Rotten before it is ripe

Chaucer, Shakespeare, Cervantes, and Rabelais all wrote about the medlar fruit, which must rot before it is ready to eat.

Medlar fruit
Takkk [CC BY-SA 3.0], via Wikimedia Commons
First, the science. The medlar fruit is small, crabapple-like, and when it is picked it is quite inedible: hard, acidic, and full of tannins that give it an unbearable astringency. Despite this, it has been cultivated for thousands of years, beginning with the Greeks and Romans. It can be quite tasty, if you know the trick of it.

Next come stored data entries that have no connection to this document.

use serde::{Deserialize, Serialize};
use std::fmt;
use thiserror::Error;

//
// ─── ERRORS ────────────────────────────────────────────────────────────────────
//

#[derive(Debug, Error, Clone, PartialEq, Eq)]
#[non_exhaustive]
pub enum ScoreError {
    #[error("score must be between 0 and 100, got {0}")]
    OutOfRange(u32),

    #[error("cannot score a ratio with zero total")]
    ZeroTotal,

    #[error("correct count ({correct}) exceeds total ({total})")]
    CorrectExceedsTotal { correct: u32, total: u32 },

    #[error("score thresholds must satisfy borderline <= pass <= strong <= 100")]
    InvalidThresholds,
}

//
// ─── SCORE ─────────────────────────────────────────────────────────────────────
//

/// Percentage score in `0..=100`.
#[derive(Clone, Copy, PartialEq, Eq, Hash, PartialOrd, Ord, Serialize, Deserialize)]
#[serde(try_from = "u32", into = "u32")]
pub struct Score(u8);

impl Score {
    pub const ZERO: Score = Score(0);
    pub const MAX: Score = Score(100);

    /// Creates a score from a whole percentage.
    ///
    /// # Errors
    ///
    /// Returns `ScoreError::OutOfRange` if `value > 100`.
    pub fn new(value: u32) -> Result<Self, ScoreError> {
        u8::try_from(value)
            .ok()
            .filter(|v| *v <= 100)
            .map(Self)
            .ok_or(ScoreError::OutOfRange(value))
    }

    /// `round(correct / total * 100)`, with halves rounded up.
    ///
    /// # Errors
    ///
    /// Returns `ScoreError::ZeroTotal` for an empty total and
    /// `ScoreError::CorrectExceedsTotal` when `correct > total`.
    pub fn from_ratio(correct: u32, total: u32) -> Result<Self, ScoreError> {
        if total == 0 {
            return Err(ScoreError::ZeroTotal);
        }
        if correct > total {
            return Err(ScoreError::CorrectExceedsTotal { correct, total });
        }
        let numerator = u64::from(correct) * 200 + u64::from(total);
        let percent = numerator / (u64::from(total) * 2);
        Self::new(u32::try_from(percent).unwrap_or(u32::MAX))
    }

    #[must_use]
    pub fn value(self) -> u32 {
        u32::from(self.0)
    }

    /// Keeps the better of two optional scores.
    #[must_use]
    pub fn best_of(current: Option<Score>, candidate: Score) -> Score {
        current.map_or(candidate, |c| c.max(candidate))
    }
}

impl TryFrom<u32> for Score {
    type Error = ScoreError;

    fn try_from(value: u32) -> Result<Self, Self::Error> {
        Self::new(value)
    }
}

impl From<Score> for u32 {
    fn from(score: Score) -> Self {
        score.value()
    }
}

impl fmt::Debug for Score {
    fn fmt(&self, f: &mut fmt::Formatter<'_>) -> fmt::Result {
        write!(f, "Score({}%)", self.0)
    }
}

impl fmt::Display for Score {
    fn fmt(&self, f: &mut fmt::Formatter<'_>) -> fmt::Result {
        write!(f, "{}%", self.0)
    }
}

//
// ─── THRESHOLDS ────────────────────────────────────────────────────────────────
//

/// Display tier for a score.
#[derive(Debug, Clone, Copy, PartialEq, Eq)]
pub enum ScoreTier {
    /// At or above the strong threshold.
    Strong,
    /// At or above the borderline threshold but below strong.
    Borderline,
    Failing,
}

/// Score cut-offs used for pass/fail and display tiers.
///
/// `pass` gates assignment completion; `strong` and `borderline` only drive
/// presentation.
#[derive(Debug, Clone, Copy, PartialEq, Eq)]
pub struct ScoreThresholds {
    pass: Score,
    strong: Score,
    borderline: Score,
}

impl Default for ScoreThresholds {
    fn default() -> Self {
        Self {
            pass: Score(70),
            strong: Score(75),
            borderline: Score(50),
        }
    }
}

impl ScoreThresholds {
    /// Creates custom thresholds.
    ///
    /// # Errors
    ///
    /// Returns `ScoreError::InvalidThresholds` unless
    /// `borderline <= pass <= strong`.
    pub fn new(pass: Score, strong: Score, borderline: Score) -> Result<Self, ScoreError> {
        if borderline > pass || pass > strong {
            return Err(ScoreError::InvalidThresholds);
        }
        Ok(Self {
            pass,
            strong,
            borderline,
        })
    }

    #[must_use]
    pub fn pass(&self) -> Score {
        self.pass
    }

    #[must_use]
    pub fn strong(&self) -> Score {
        self.strong
    }

    #[must_use]
    pub fn borderline(&self) -> Score {
        self.borderline
    }

    /// Inclusive lower bound: a score equal to `pass` passes.
    #[must_use]
    pub fn passes(&self, score: Score) -> bool {
        score >= self.pass
    }

    #[must_use]
    pub fn tier(&self, score: Score) -> ScoreTier {
        if score >= self.strong {
            ScoreTier::Strong
        } else if score >= self.borderline {
            ScoreTier::Borderline
        } else {
            ScoreTier::Failing
        }
    }
}

//
// ─── TESTS ─────────────────────────────────────────────────────────────────────
//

Store a medlar somewhere cool and it will blet. Bletting is like rotting, except instead of simple decomposition the fruit will soften, build up sugars, and lose its hefty supply of acids and tannins. The process is similar to fermentation. And although it looks like the medlar is inedible, once it’s mushy brown it’s ready to eat. Apparently it tastes like a musky cinnamon apple sauce.

Second, the literature. As a fruit that is rotten before it is ripe, it has a long literary association with decay and (charmingly) prostitution. It’s also a great fruit for a double entendre, because it looks like a butt. Shakespeare, the Bard of Avon, the crown jewel in Britain’s literary crown, called it an “open-arse.” Poetry, poetry, sheer poetry.